Time for some nostalgia.
#TBT 1982, The last time inflation was this high I was 2-years-old at 29 Palms in California learning how to do my first sit-up with my US Marine Uncle Keith. pic.twitter.com/6UJgDWPimr
— Lee Zeldin (@LeeMZeldin) February 10, 2022
Looks like not everyone is in the mood to reminiscise old times.
Cute. Who cares. Be more interesting if you offered some ideas for dealing with inflation. For example, as governor of New York State, what would you do to fix inflation? Also, what would you do to end the SALT tax rip off that sends our earned tax dollars to red states?
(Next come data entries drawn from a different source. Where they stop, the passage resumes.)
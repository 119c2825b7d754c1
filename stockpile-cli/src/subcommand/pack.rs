use stockpile::errors::*;
use stockpile::pack::{PackFileGenerator, EXTENSION};

use super::Input;

/// Builds `<output>/<section>.pack` for every selected section. Returns the number of failures.
pub fn execute(matches: &clap::ArgMatches) -> usize {
    match run(matches) {
        Ok(failures) => failures,
        Err(err) => {
            error!("{}", err);
            1
        }
    }
}

fn run(matches: &clap::ArgMatches) -> Result<usize> {
    let input = Input::parse(matches)?;
    let mut failures = 0;

    for section in input.sections(matches)? {
        let mut generator = PackFileGenerator::new();
        for v in &section.entries {
            if let Err(err) = generator.add_entry(&v.to_pack_file_entry(), &input.base) {
                error!("[{}] Skipped {}. {}", section.name, v.external_path, err);
                failures += 1;
            }
        }

        let path = input
            .output
            .join(format!("{}.{}", section.name, EXTENSION));

        match generator.compile(&path) {
            Ok(report) => println!(
                "{}: {} entries, {} bytes.",
                path.display(),
                report.entries,
                report.bytes
            ),
            Err(err) => {
                error!("[{}] Failed to compile {}. {}", section.name, path.display(), err);
                failures += 1;
            }
        }
    }

    Ok(failures)
}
— dtf1947 (@dtf1947) February 11, 2022
Well, now that is some accurate depiction
And just like that, they convinced us to forget the largest transfer of wealth that went to the top 1% and it had nothing to do with this "Inflation" pic.twitter.com/JE8eJrFr8s
— T.E.A. Secularist Humanist (@Timagh41) February 11, 2022
Fed needs to raise rates and sell USTs to fight inflation, but higher rates will force the Fed to buy more USTs to finance US “True Interest Expense” & Defense spending (which are an unprecedented ~130% of tax receipts, & that % will grow rapidly as rates rise.) pic.twitter.com/gKJ4bvs6g6
— Luke Gromen (@LukeGromen) February 10, 2022
Talk about default expression during inflation
US stocks sell off after fresh CPI data shows highest inflation since 1982 https://t.co/EdSXZngDEf pic.twitter.com/ScStAxlOfu
— Yogendra Choukiker (@MrYogendraC) February 10, 2022
In an attempt to pacify people, Biden assured that the “forecasters continue to project inflation easing substantially by the end of 2022.” Although he did acknowledge the current situation where the inflation has gone up.
The U.S President also added that, “And fortunately, we saw positive real wage growth last month, and moderation in auto prices, which have made up about a quarter of headline inflation over the last year.”